About 20 minutes later, I finally passed the turn on to the turnpike. I drove another quarter of a mile, stopped the car, turned the emergency lights on, and stepped outside. I waved at the semi truck and two cars that passed me. They were probably wondering what was wrong with my car that would send me outside in the cold, looking at the
sky. They probably never guessed that it was the sky, and not the car, that drove me out. By this time, the wind had picked up a little bit and was blowing a biting chill, but I barely noticed it. Those stars were too beautiful. What I did notice was that my eyes were watering.

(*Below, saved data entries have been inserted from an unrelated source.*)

//! Char-boundary-safe text truncation helpers shared by the logging and
//! guardrail code paths that only ever see a prefix of user-supplied text.

/// Borrow at most the first `n` characters of `s`, without ever slicing
/// inside a multi-byte UTF-8 sequence.
pub(crate) fn truncate_str(s: &str, n: usize) -> &str {
    match s.char_indices().nth(n) {
        Some((i, _)) => &s[..i],
        None => s,
    }
}

/// Owned truncation to the first `n` characters, appending `...` when the
/// input was longer.
pub(crate) fn truncate_with_ellipsis(s: &str, n: usize) -> String {
    match s.char_indices().nth(n) {
        Some((i, _)) => format!("{}...", &s[..i]),
        None => s.to_owned(),
    }
}

#[cfg(test)]
mod tests {
    use super::*;

    #[test]
    fn truncate_str_respects_char_boundaries() {
        let s = "a".repeat(49) + "ééééé";
        let out = truncate_str(&s, 50);
        assert!(s.is_char_boundary(out.len()));
        assert_eq!(out.chars().count(), 50);
    }

    #[test]
    fn truncate_str_shorter_than_n_is_unchanged() {
        assert_eq!(truncate_str("hi", 50), "hi");
    }

    #[test]
    fn truncate_with_ellipsis_appends_on_overflow() {
        let s = "x".repeat(60);
        let out = truncate_with_ellipsis(&s, 50);
        assert_eq!(out.chars().count(), 53);
        assert!(out.ends_with("..."));
    }

    #[test]
    fn truncate_with_ellipsis_passes_through_short_text() {
        assert_eq!(truncate_with_ellipsis("hi", 50), "hi");
    }
}
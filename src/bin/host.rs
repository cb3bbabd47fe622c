//! Gateway server entrypoint: loads configuration, wires the real
//! adapters, and serves the WebSocket/HTTP gateway until terminated.

use std::path::{Path, PathBuf};
use std::sync::Arc;
use turn_controller::adapters::llm_http::HttpLlmAdapter;
use turn_controller::adapters::test_doubles::{TestSttAdapter, TestTtsAdapter};
use turn_controller::adapters::vector_sqlite::SqliteVectorStore;
use turn_controller::config::Config;
use turn_controller::gateway::{self, GatewayState};
use turn_controller::persistence::TurnRepository;
use turn_controller::rag::embedding::OnnxEmbedder;
use turn_controller::rag::RagRetriever;

#[tokio::main]
async fn main() -> anyhow::Result<()> {
    let config_path = std::env::var("TURN_CONTROLLER_CONFIG").unwrap_or_else(|_| "turn-controller.toml".to_owned());
    let config = Config::from_file(Path::new(&config_path))
        .map_err(|e| anyhow::anyhow!("failed to load config from {config_path}: {e}"))?;

    let filter = tracing_subscriber::EnvFilter::try_from_default_env()
        .unwrap_or_else(|_| tracing_subscriber::EnvFilter::new(config.logging.level.clone()));
    if let Some(dir) = &config.logging.log_dir {
        let appender = tracing_appender::rolling::daily(dir, "turn-controller.log");
        let (writer, guard) = tracing_appender::non_blocking(appender);
        // Leak the guard: it must outlive the subscriber for the life of the process.
        std::mem::forget(guard);
        tracing_subscriber::fmt().with_env_filter(filter).with_writer(writer).init();
    } else {
        tracing_subscriber::fmt().with_env_filter(filter).init();
    }

    tracing::info!("turn-controller-host starting");

    let llm: Arc<dyn turn_controller::adapters::LlmAdapter> =
        Arc::new(HttpLlmAdapter::new(config.llm.api_url.clone(), config.llm.model.clone(), config.llm.api_key.clone())
            .with_temperature(config.llm.temperature)
            .with_max_tokens(config.llm.max_tokens));

    // No network TTS client ships with this crate (interfaces only, per
    // scope); a deployment supplies its own `TtsAdapter` here.
    let tts: Arc<dyn turn_controller::adapters::TtsAdapter> = Arc::new(TestTtsAdapter::new(Vec::new()));

    let vector_store: Arc<dyn turn_controller::adapters::VectorStore> =
        Arc::new(SqliteVectorStore::open(&PathBuf::from(&config.vector.db_path))?);
    let embedder: Arc<dyn turn_controller::adapters::Embedder> =
        Arc::new(OnnxEmbedder::download_and_load().map_err(|e| anyhow::anyhow!("embedder load failed: {e}"))?);
    let retriever = Arc::new(RagRetriever::new(
        Arc::clone(&vector_store),
        Arc::clone(&embedder),
        config.rag.top_k,
        config.rag.min_similarity,
    ));

    let repository = Some(Arc::new(TurnRepository::open(&PathBuf::from(&config.vector.db_path))?));

    let state = GatewayState {
        stt_factory: Arc::new(|| Arc::new(TestSttAdapter::new()) as Arc<dyn turn_controller::adapters::SttAdapter>),
        llm,
        tts,
        vector_store,
        embedder,
        retriever,
        repository,
        bearer_token: config.gateway.bearer_token.clone(),
        chunk_size: config.rag.chunk_size,
        chunk_overlap: config.rag.chunk_overlap,
    };

    gateway::run(config.gateway, state).await.map_err(|e| {
        tracing::error!(error = %e, "turn-controller-host exited with error");
        e
    })?;

    tracing::info!("turn-controller-host shut down cleanly");
    Ok(())
}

I had left my glasses on so I could get the full effect of the view, and normally the glasses would have blocked most of the wind coming at me, the same as my windshield, but I was looking straight up, so the wind was blowing directly into my eyes.
I wish I could say it was the beauty of the moment that was causing me to cry, but it was a chilled wind that blurred my vision and finally forced me back into the safety of the car. But, for that five or ten minutes, what a sight! I suddenly wished that I had studied more astronomy. That star up there that looks out of place, do you think that maybe that’s a planet? No, I was told that planets aren’t supposed to twinkle. Where’s the Big Dipper? Which one is the North Star? Maybe if I just stood here and waited to see which way the stars are moving…

I sat in the quiet of the car for a few minutes while my vision cleared, and then while my now fogged glasses also cleared. The only sound I could hear was the momentary passing of a few cars. It was a beautiful night. Then I started up the car and headed on. Within a mile or two, I began to see the first man made lights again, sitting on top of silos
and far distant radio towers. A few miles more and I began to see the first glow of the city on the horizon. By the time I got to Broken Arrow, the sky had clouded, civilization had taken the landscape, and my moment was gone. But Oklahoma had once again kept her appointment with me at the border. This time she had sent the stars to welcome me home.

The Least of These

I met a man today. It was a spontaneous trip to the Krispy Kreme, and we were sitting in the drive-through, locked in our place. We could see him, working his way down the line of cars, the red jacket bending over as he stopped at each car window. We knew what he was about. We could see it coming. I pointed him out to my friend, and she locked the door. We steeled ourselves for the oncoming conflict. One more and it was our turn.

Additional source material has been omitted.